In an interview conducted the other day, Antonio Pierce stuck his foot halfway down his mouth, perhaps as a way to further spice this matchup. For once in my life, I feel grateful for his presence. In an interview that was posted yesterday on the Giants website, Antonio Pierce had this to say about his team's "psyche." According to the Giants' defensive captain: "The psyche of the [Giants] this year is a group that understands what it takes to win the championship. We have 35 or 40 players that were on this team last year, coaching staff, front office, everybody. They know what it takes to win the championship. So what we have this year is experience. And that is what we are going to use this Sunday."
The way that Pierce phrases this golden little nugget just about kills me. Up to a point, this is a perfectly logical, even bland, assessment of what he feels to be the strength of this year's crop of Giants. I can see where he's coming from, since the Giants are a veteran team that very closely resembles the team that won it all last year, (give or take a village idiot) most of whom do remember knocking off the Pats in Arizona. I can even follow Pierce in his thinking that the Giants feel themselves to be in possession of the sort of collective unconscious social memory that a championship brings. Winning it all is not an impossible thing to them, since they just did it last year. Fine. But let's do some unpacking of his narrative thread.
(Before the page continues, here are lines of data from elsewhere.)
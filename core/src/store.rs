//! Record store traits for bookings and conferences.
//!
//! The admission core treats persistence as a collaborator: it needs durable
//! booking and conference records with optimistic concurrency, nothing more.
//! Two implementations exist:
//!
//! - `PgBookingStore` / `PgConferenceStore` (in `admission-postgres`): production
//! - `InMemoryBookingStore` / `InMemoryConferenceStore` (in `admission-testing`):
//!   fast, deterministic testing
//!
//! # Optimistic concurrency
//!
//! `save` is a version-checked upsert. A record at version 0 must not exist
//! yet; a record at version `n > 0` must currently be stored at version `n`.
//! On success the store bumps the version and returns the stored copy. A
//! mismatch means another writer got there first and the caller must re-read —
//! stale writes are rejected, never merged.
//!
//! # Dyn compatibility
//!
//! Trait methods return explicit `Pin<Box<dyn Future>>` instead of `async fn`
//! so the traits can be used as trait objects (`Arc<dyn BookingStore>`)
//! injected into the engine.

use crate::types::{Booking, BookingId, BookingStatus, Conference, ConferenceId, UserId};
use std::future::Future;
use std::pin::Pin;
use thiserror::Error;

/// Boxed future returned by store trait methods.
pub type StoreFuture<'a, T> = Pin<Box<dyn Future<Output = Result<T, StoreError>> + Send + 'a>>;

/// Errors that can occur during record store operations.
#[derive(Error, Debug, Clone)]
pub enum StoreError {
    /// Optimistic concurrency conflict: the record was modified since it was
    /// read. The caller should re-read and retry.
    #[error("version conflict on {record}: expected version {expected}, found {actual}")]
    VersionConflict {
        /// Identifier of the conflicting record.
        record: String,
        /// The version the write expected.
        expected: u64,
        /// The version actually stored.
        actual: u64,
    },

    /// The referenced record does not exist.
    #[error("record not found: {0}")]
    NotFound(String),

    /// Backend connection or query failure.
    #[error("storage backend error: {0}")]
    Backend(String),

    /// Failed to map a stored row to a domain type.
    #[error("corrupt record: {0}")]
    Corrupt(String),
}

/// Durable store of booking records.
///
/// Mutations for a single booking id are serialized by the version check:
/// no two transitions for the same booking can be applied out of order.
pub trait BookingStore: Send + Sync {
    /// Version-checked upsert; returns the stored copy with its new version.
    ///
    /// # Errors
    ///
    /// - [`StoreError::VersionConflict`] if the stored version differs from
    ///   the one carried by `booking`
    /// - [`StoreError::Backend`] on connection or query failure
    fn save(&self, booking: Booking) -> StoreFuture<'_, Booking>;

    /// Look up a booking by id. `Ok(None)` when absent.
    ///
    /// # Errors
    ///
    /// Returns [`StoreError::Backend`] on connection or query failure.
    fn find_by_id(&self, id: &BookingId) -> StoreFuture<'_, Option<Booking>>;

    /// All bookings ever created by a user, any status.
    ///
    /// # Errors
    ///
    /// Returns [`StoreError::Backend`] on connection or query failure.
    fn find_by_user(&self, user_id: &UserId) -> StoreFuture<'_, Vec<Booking>>;

    /// All bookings currently in `status`, across conferences.
    ///
    /// # Errors
    ///
    /// Returns [`StoreError::Backend`] on connection or query failure.
    fn find_by_status(&self, status: BookingStatus) -> StoreFuture<'_, Vec<Booking>>;

    /// All bookings for one conference currently in `status`.
    ///
    /// # Errors
    ///
    /// Returns [`StoreError::Backend`] on connection or query failure.
    fn find_by_conference_and_status(
        &self,
        conference_id: &ConferenceId,
        status: BookingStatus,
    ) -> StoreFuture<'_, Vec<Booking>>;
}

/// Durable store of conference records.
pub trait ConferenceStore: Send + Sync {
    /// Version-checked upsert; returns the stored copy with its new version.
    ///
    /// # Errors
    ///
    /// - [`StoreError::VersionConflict`] if the stored version differs from
    ///   the one carried by `conference`
    /// - [`StoreError::Backend`] on connection or query failure
    fn save(&self, conference: Conference) -> StoreFuture<'_, Conference>;

    /// Look up a conference by id. `Ok(None)` when absent.
    ///
    /// # Errors
    ///
    /// Returns [`StoreError::Backend`] on connection or query failure.
    fn find_by_id(&self, id: &ConferenceId) -> StoreFuture<'_, Option<Conference>>;

    /// All conference records.
    ///
    /// # Errors
    ///
    /// Returns [`StoreError::Backend`] on connection or query failure.
    fn find_all(&self) -> StoreFuture<'_, Vec<Conference>>;
}

#[cfg(test)]
mod tests {
    use super::*;

    #[test]
    fn version_conflict_display_names_both_versions() {
        let error = StoreError::VersionConflict {
            record: "booking 42".to_string(),
            expected: 5,
            actual: 7,
        };
        let display = format!("{error}");
        assert!(display.contains("expected version 5"));
        assert!(display.contains("found 7"));
    }
}
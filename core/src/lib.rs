//! # Admission Core
//!
//! Domain types and collaborator traits for the conference admission system.
//!
//! This crate defines the vocabulary the rest of the workspace speaks:
//!
//! - **Types**: conferences with slot accounting, bookings with their
//!   admission state machine, waitlist entries with idempotency keys and
//!   priority tiers ([`types`])
//! - **Overlap**: time-overlap computation used to withdraw a user from
//!   competing waitlists once seated ([`overlap`])
//! - **Collaborator traits**: record stores with optimistic concurrency
//!   ([`store`]), the per-conference waitlist channel ([`channel`]), and the
//!   injected clock ([`environment`])
//! - **Errors**: the admission error taxonomy ([`error`])
//!
//! The crate performs no I/O. Production implementations of the collaborator
//! traits live in `admission-postgres`; deterministic in-memory ones in
//! `admission-testing`; the orchestration lives in `admission-engine`.
//!
//! ## Lifecycle
//!
//! ```text
//! (none) --create--> Confirmed      [seat reserved]
//! (none) --create--> Waitlisted     [no seat; enqueued]
//! Waitlisted --promote--> Processing    [seat tentatively held]
//! Processing --confirm--> Confirmed     [within window]
//! Processing --expire---> Waitlisted    [window elapsed; re-enqueued]
//! Confirmed | Waitlisted | Processing --cancel--> Cancelled   [terminal]
//! ```

pub mod channel;
pub mod environment;
pub mod error;
pub mod overlap;
pub mod store;
pub mod types;

// Re-export commonly used types
pub use chrono::{DateTime, Duration, Utc};

pub use channel::{ChannelError, EnqueueOutcome, WaitlistChannel};
pub use environment::{Clock, SystemClock};
pub use error::AdmissionError;
pub use store::{BookingStore, ConferenceStore, StoreError};
pub use types::{
    Booking, BookingId, BookingStatus, BookingStatusView, Conference, ConferenceId,
    IdempotencyKey, Priority, QueueId, UserId, WaitlistEntry,
};
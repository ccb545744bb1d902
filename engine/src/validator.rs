//! Business-rule validation for new bookings.
//!
//! Collects every violated rule into one reasons list so the caller sees the
//! full picture in a single round trip.
//!
//! Only *confirmed* bookings block a time-conflicting request: a user may
//! hedge by waitlisting on several overlapping conferences, and the first
//! confirmation withdraws them from the competing waitlists. A confirmed
//! seat, on the other hand, makes an overlapping booking unattendable.

use admission_core::error::AdmissionError;
use admission_core::overlap::overlaps;
use admission_core::types::{Booking, BookingStatus, Conference};
use std::collections::HashMap;

/// Validates booking requests against the user's existing bookings.
#[derive(Clone, Copy, Debug, Default)]
pub struct BookingValidator;

impl BookingValidator {
    /// Creates a new `BookingValidator`.
    #[must_use]
    pub const fn new() -> Self {
        Self
    }

    /// Reject a new booking that conflicts in time with one of the user's
    /// confirmed bookings for another conference.
    ///
    /// The duplicate-booking and already-started rules are checked by the
    /// engine beforehand; this validator only owns the cross-conference
    /// conflict rules.
    ///
    /// # Errors
    ///
    /// Returns [`AdmissionError::Validation`] with one reason per conflict.
    pub fn validate_no_conflicts(
        &self,
        target: &Conference,
        user_bookings: &[Booking],
        all_conferences: &[Conference],
    ) -> Result<(), AdmissionError> {
        let by_id: HashMap<_, _> = all_conferences.iter().map(|c| (c.id, c)).collect();

        let mut reasons = Vec::new();
        for booking in user_bookings {
            if booking.conference_id == target.id {
                continue;
            }
            if booking.status != BookingStatus::Confirmed {
                continue;
            }
            let Some(existing) = by_id.get(&booking.conference_id) else {
                continue;
            };
            if overlaps(target, existing) {
                reasons.push(format!(
                    "time conflict with confirmed booking {} for conference '{}'",
                    booking.id, existing.name
                ));
            }
        }

        if reasons.is_empty() {
            Ok(())
        } else {
            Err(AdmissionError::validation(reasons))
        }
    }
}
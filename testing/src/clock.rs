//! Deterministic clocks for tests.

use admission_core::environment::Clock;
use chrono::{DateTime, Duration, Utc};
use std::sync::{Arc, Mutex};

/// Controllable clock for deterministic tests.
///
/// Clones share the same underlying time, so a clock handed to the engine can
/// be advanced from the test body to cross confirmation windows or conference
/// start times without sleeping.
///
/// # Example
///
/// ```
/// use admission_testing::FixedClock;
/// use admission_core::environment::Clock;
/// use chrono::{Duration, Utc};
///
/// let clock = FixedClock::new(Utc::now());
/// let before = clock.now();
/// clock.advance(Duration::hours(2));
/// assert_eq!(clock.now(), before + Duration::hours(2));
/// ```
#[derive(Clone, Debug)]
pub struct FixedClock {
    time: Arc<Mutex<DateTime<Utc>>>,
}

impl FixedClock {
    /// Create a new fixed clock pinned at `time`.
    #[must_use]
    pub fn new(time: DateTime<Utc>) -> Self {
        Self {
            time: Arc::new(Mutex::new(time)),
        }
    }

    /// Move the clock forward by `delta`.
    pub fn advance(&self, delta: Duration) {
        let mut time = self.time.lock().unwrap_or_else(std::sync::PoisonError::into_inner);
        *time += delta;
    }

    /// Pin the clock to an absolute instant.
    pub fn set(&self, to: DateTime<Utc>) {
        let mut time = self.time.lock().unwrap_or_else(std::sync::PoisonError::into_inner);
        *time = to;
    }
}

impl Clock for FixedClock {
    fn now(&self) -> DateTime<Utc> {
        *self.time.lock().unwrap_or_else(std::sync::PoisonError::into_inner)
    }
}

/// Create a default fixed clock for tests (2025-01-01 00:00:00 UTC).
///
/// # Panics
///
/// This function will panic if the hardcoded timestamp fails to parse,
/// which should never happen in practice.
#[must_use]
#[allow(clippy::expect_used)]
pub fn test_clock() -> FixedClock {
    FixedClock::new(
        DateTime::parse_from_rfc3339("2025-01-01T00:00:00Z")
            .expect("hardcoded timestamp should always parse")
            .with_timezone(&Utc),
    )
}
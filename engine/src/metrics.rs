//! Metric names emitted by the admission engine.
//!
//! Counters are emitted through the `metrics` facade; wiring an exporter is
//! the host process's concern. Names are collected here so dashboards and
//! alerts have a single place to reference.

/// Bookings created, any initial state. Labeled implicitly by the outcome
/// counters below.
pub const BOOKINGS_CREATED: &str = "admission_bookings_created_total";

/// Bookings that ended up holding a seat (direct grant or confirmed off the
/// waitlist).
pub const BOOKINGS_CONFIRMED: &str = "admission_bookings_confirmed_total";

/// Bookings cancelled by the user.
pub const BOOKINGS_CANCELLED: &str = "admission_bookings_cancelled_total";

/// Entries appended to a waitlist queue (deduplicated attempts not counted).
pub const WAITLIST_ENQUEUED: &str = "admission_waitlist_enqueued_total";

/// Waitlist entries promoted to the processing state.
pub const WAITLIST_PROMOTIONS: &str = "admission_waitlist_promotions_total";

/// Waitlisted bookings withdrawn because the user confirmed an overlapping
/// conference.
pub const WAITLIST_WITHDRAWALS: &str = "admission_waitlist_withdrawals_total";

/// Processing bookings demoted back to the waitlist after the confirmation
/// window elapsed.
pub const PROCESSING_DEMOTIONS: &str = "admission_processing_demotions_total";

/// Bookings cancelled by the started-conference sweep.
pub const SWEEP_CANCELLATIONS: &str = "admission_sweep_cancellations_total";

/// Waitlist entries restored by the reconciliation sweep.
pub const SWEEP_REENQUEUES: &str = "admission_sweep_reenqueues_total";
//! Periodic expiration scheduler.
//!
//! An explicit background task — scheduled by the process's runtime, not
//! hidden inside the request path — that drives the engine's sweeps on a
//! fixed interval:
//!
//! 1. started-conference sweep (cancel waitlisted bookings, purge channels)
//! 2. expired-processing sweep (demote unconfirmed promotions)
//! 3. reconciliation sweep (restore missing waitlist entries)
//!
//! The confirmation window is enforced lazily: its effective granularity is
//! this scheduler's interval (plus the check on each confirmation call).
//!
//! # Shutdown
//!
//! The scheduler listens on a `broadcast` shutdown channel shared with the
//! rest of the process and exits between ticks. Sweep failures are logged and
//! never terminate the task.

use crate::engine::AdmissionEngine;
use std::sync::Arc;
use std::time::Duration;
use tokio::sync::broadcast;
use tracing::{debug, error, info};

/// Periodic task demoting expired promotions and voiding started
/// conferences' waitlists.
pub struct ExpirationScheduler {
    engine: Arc<AdmissionEngine>,
    interval: Duration,
    shutdown: broadcast::Receiver<()>,
}

impl ExpirationScheduler {
    /// Creates a scheduler driving `engine` every `interval`.
    #[must_use]
    pub const fn new(
        engine: Arc<AdmissionEngine>,
        interval: Duration,
        shutdown: broadcast::Receiver<()>,
    ) -> Self {
        Self {
            engine,
            interval,
            shutdown,
        }
    }

    /// Spawn the scheduler as a background task.
    ///
    /// The task runs until a shutdown signal is received. The returned handle
    /// can be awaited during graceful shutdown.
    #[must_use]
    pub fn spawn(mut self) -> tokio::task::JoinHandle<()> {
        tokio::spawn(async move {
            self.run().await;
        })
    }

    async fn run(&mut self) {
        info!(interval = ?self.interval, "expiration scheduler started");
        let mut ticker = tokio::time::interval(self.interval);
        ticker.set_missed_tick_behavior(tokio::time::MissedTickBehavior::Delay);
        // The first tick of `interval` fires immediately; consume it so the
        // first sweep happens one interval after startup.
        ticker.tick().await;

        loop {
            tokio::select! {
                _ = self.shutdown.recv() => {
                    info!("expiration scheduler received shutdown signal");
                    break;
                }
                _ = ticker.tick() => {
                    self.sweep_once().await;
                }
            }
        }
        info!("expiration scheduler stopped");
    }

    /// One full pass over all three sweeps. Failures are logged, never fatal.
    async fn sweep_once(&self) {
        match self.engine.sweep_started_conferences().await {
            Ok(cancelled) if cancelled > 0 => {
                info!(cancelled, "started-conference sweep cancelled waitlisted bookings");
            },
            Ok(_) => debug!("started-conference sweep: nothing to do"),
            Err(e) => error!(error = %e, "started-conference sweep failed"),
        }

        match self.engine.sweep_expired_processing().await {
            Ok(demoted) if demoted > 0 => {
                info!(demoted, "expiration sweep demoted processing bookings");
            },
            Ok(_) => debug!("expiration sweep: nothing to do"),
            Err(e) => error!(error = %e, "expiration sweep failed"),
        }

        match self.engine.sweep_missing_enqueues().await {
            Ok(restored) if restored > 0 => {
                info!(restored, "reconciliation sweep restored waitlist entries");
            },
            Ok(_) => debug!("reconciliation sweep: nothing to do"),
            Err(e) => error!(error = %e, "reconciliation sweep failed"),
        }
    }
}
Does Antonio Pierce really mean that he expects David Tyree to catch another ball in his hat again? If you took Mel Kiper Jr., Stephen A. Smith, Michael Bloomberg, Kramer, my dead mother, Niko Bellic, Boris Yeltsin and Chewbacca into a room to reach a consensus about the single moment in which the Giants broke the Pats' back last year, they would come to agree on Tyree's catch faster than you can say "Giants suck, Eli swallows." Does Pierce mean to suggest that the experience of watching that play has so galvanized and inspired the Giants as to give them a decisive edge when the Eagles come to town? Let's consider Pierce's use of the term "psyche." According to those wonderful people who are responsible for the Oxford English Dictionary, the noun "psyche" derives from the Greek "psukhe," meaning the breath, life or soul of a thing, and has over time come to mean the human soul, mind or spirit. Huh. Applying this definition to the awkward phrasing of Pierce's statement, one might reasonably come to the conclusion that the soul, mind and spirit of the Giants (I didn't know they had a soul either, but bear with me here) hold the cherished memory of the most unlikely and unsatisfying championship in the history of the NFL so close that they feel armor-plated, ironclad protection from the assassins that will come in to kill them and their dreams of a repeat on Sunday. Remember this, when you hear the Giants talking about their title. They were one really, really lucky play away from letting the Pats go 19-0. So, from the horse's (ass's) mouth, the Giants are pinning their lives, souls and collective spirit to the hopes of getting similarly lucky again. Luck is what it took for them to win the Super Bowl, luck is apparently what they will hope for this time around.
This is all good news to the Eagles. Brian Dawkins knows nothing about luck. Brian Westbrook is under the impression that luck is what comes when you want it more than those other guys. McNabb is determined to make his own luck. I have it on a reliable source that Andy Reid is more or less an agnostic on the subject. Someone told Saint Samuel that he is lucky to be on a playoff team this year, and he just took their balls with him to the endzone. Point is, the Eagles know that this game is about more than skill, more than determination, even. This game is going to be brutal. This game will be elemental, it will be a classic, it will be a battle over the soul of our conference, simply a fight to see who hits who the hardest. And you know what? When I remember Westbrook scampering away from Pierce just a little while ago, when I remember Pierce's excuses and protestations that Westbrook has "put up a a hall-of-fame career," I agree with him, I concur with his insinuation that he has not, and I start salivating, thinking about the game to come. Think that play was "irrelevant," Antonio? We'll find out.